* [TASK BRIEF] Only the lines from the top of the material through the line containing "use crate::schema_key::SchemaKey;" should be restated, each one exactly.
.....
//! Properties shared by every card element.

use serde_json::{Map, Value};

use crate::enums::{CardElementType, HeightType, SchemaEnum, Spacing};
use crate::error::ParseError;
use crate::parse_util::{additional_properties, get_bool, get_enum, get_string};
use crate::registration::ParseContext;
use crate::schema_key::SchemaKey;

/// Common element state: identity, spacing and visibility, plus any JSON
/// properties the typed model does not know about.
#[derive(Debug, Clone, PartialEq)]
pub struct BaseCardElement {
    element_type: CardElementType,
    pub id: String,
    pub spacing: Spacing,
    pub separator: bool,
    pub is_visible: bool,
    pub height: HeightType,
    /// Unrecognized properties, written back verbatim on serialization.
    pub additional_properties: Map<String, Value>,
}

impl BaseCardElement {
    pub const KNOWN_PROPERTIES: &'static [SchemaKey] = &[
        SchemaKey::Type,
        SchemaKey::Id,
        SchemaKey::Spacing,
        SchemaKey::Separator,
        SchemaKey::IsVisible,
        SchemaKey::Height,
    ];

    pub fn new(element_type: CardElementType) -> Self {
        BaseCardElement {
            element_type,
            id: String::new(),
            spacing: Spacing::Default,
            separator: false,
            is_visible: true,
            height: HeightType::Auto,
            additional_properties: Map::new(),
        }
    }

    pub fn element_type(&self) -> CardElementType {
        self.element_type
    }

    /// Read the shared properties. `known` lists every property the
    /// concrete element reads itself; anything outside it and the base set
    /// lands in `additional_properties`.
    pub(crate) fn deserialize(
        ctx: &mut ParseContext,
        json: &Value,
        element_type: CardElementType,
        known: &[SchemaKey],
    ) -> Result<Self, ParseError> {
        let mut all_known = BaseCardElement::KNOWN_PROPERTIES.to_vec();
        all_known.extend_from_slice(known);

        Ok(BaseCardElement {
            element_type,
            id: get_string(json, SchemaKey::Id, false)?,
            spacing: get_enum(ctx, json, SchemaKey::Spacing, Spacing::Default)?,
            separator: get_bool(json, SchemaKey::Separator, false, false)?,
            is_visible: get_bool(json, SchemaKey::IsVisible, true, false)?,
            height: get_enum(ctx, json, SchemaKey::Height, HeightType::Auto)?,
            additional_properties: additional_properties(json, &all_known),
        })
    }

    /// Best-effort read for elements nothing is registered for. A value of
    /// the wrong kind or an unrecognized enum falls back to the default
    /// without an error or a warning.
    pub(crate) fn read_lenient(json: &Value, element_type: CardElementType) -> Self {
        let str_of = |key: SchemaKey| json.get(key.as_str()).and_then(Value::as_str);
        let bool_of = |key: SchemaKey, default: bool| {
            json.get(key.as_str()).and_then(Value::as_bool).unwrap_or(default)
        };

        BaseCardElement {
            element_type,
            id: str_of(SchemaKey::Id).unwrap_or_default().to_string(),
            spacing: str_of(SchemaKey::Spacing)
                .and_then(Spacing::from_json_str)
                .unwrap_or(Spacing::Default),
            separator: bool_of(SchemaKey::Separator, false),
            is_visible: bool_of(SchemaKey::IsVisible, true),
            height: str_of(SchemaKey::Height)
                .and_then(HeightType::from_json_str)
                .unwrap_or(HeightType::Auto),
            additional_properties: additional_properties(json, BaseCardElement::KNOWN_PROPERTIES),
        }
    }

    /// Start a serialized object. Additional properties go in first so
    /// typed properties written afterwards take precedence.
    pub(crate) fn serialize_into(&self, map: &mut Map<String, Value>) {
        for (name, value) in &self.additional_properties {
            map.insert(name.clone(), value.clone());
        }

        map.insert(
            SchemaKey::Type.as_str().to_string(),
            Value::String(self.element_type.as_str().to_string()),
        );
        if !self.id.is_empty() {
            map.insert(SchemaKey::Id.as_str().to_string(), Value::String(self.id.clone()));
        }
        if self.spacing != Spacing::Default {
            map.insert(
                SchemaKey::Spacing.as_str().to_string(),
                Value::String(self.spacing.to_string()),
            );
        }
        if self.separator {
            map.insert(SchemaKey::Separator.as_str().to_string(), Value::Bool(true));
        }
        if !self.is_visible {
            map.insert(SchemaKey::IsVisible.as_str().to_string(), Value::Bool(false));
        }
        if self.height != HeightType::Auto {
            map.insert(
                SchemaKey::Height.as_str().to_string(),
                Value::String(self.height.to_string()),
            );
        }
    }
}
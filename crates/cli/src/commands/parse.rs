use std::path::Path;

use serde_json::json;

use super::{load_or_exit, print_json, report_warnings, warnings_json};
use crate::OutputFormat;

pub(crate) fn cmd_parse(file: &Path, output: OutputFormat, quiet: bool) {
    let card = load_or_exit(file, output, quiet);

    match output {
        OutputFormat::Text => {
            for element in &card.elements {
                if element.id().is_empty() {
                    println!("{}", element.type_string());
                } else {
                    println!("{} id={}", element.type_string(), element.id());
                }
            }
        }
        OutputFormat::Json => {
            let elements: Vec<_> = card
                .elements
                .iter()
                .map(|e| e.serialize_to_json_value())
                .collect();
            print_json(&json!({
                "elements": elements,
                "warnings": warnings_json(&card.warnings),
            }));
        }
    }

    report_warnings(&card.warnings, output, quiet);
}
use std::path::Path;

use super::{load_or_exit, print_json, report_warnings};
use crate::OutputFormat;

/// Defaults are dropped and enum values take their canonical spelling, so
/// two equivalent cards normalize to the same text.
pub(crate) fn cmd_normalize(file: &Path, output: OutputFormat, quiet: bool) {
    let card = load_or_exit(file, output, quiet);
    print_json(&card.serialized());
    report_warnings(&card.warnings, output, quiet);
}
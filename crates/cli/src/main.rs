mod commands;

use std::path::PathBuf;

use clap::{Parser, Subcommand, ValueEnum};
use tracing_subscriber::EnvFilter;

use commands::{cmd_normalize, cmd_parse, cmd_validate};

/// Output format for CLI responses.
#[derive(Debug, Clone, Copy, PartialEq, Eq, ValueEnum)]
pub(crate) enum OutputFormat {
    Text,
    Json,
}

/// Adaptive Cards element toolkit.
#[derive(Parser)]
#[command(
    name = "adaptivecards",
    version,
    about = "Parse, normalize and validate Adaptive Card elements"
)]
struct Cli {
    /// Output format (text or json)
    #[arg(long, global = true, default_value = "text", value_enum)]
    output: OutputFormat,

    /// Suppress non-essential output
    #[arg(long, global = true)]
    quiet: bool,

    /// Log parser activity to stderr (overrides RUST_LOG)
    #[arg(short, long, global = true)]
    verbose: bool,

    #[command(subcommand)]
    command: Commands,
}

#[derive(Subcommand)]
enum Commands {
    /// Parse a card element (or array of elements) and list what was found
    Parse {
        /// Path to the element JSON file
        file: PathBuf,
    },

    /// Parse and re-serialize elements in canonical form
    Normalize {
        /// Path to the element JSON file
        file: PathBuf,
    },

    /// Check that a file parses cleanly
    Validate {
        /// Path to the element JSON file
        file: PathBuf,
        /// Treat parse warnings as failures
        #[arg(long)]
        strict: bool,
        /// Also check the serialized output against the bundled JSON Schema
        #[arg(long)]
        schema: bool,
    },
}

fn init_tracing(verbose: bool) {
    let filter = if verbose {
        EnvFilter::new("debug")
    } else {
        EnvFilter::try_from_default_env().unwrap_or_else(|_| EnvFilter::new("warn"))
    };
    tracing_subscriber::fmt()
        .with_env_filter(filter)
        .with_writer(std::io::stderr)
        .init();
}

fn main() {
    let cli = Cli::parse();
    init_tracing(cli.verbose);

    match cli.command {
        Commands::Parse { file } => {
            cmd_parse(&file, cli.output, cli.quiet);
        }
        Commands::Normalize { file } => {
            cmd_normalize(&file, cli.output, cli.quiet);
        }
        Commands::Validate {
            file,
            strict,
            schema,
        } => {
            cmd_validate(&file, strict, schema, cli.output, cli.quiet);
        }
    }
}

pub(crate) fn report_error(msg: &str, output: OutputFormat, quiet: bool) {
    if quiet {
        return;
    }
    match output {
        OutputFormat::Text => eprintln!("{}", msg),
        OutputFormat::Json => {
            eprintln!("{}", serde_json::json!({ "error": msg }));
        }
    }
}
.....
* [RESULT OF THE EXERCISE]
//! Properties shared by every card element.

use serde_json::{Map, Value};

use crate::enums::{CardElementType, HeightType, SchemaEnum, Spacing};
use crate::error::ParseError;
use crate::parse_util::{additional_properties, get_bool, get_enum, get_string};
use crate::registration::ParseContext;
use crate::schema_key::SchemaKey;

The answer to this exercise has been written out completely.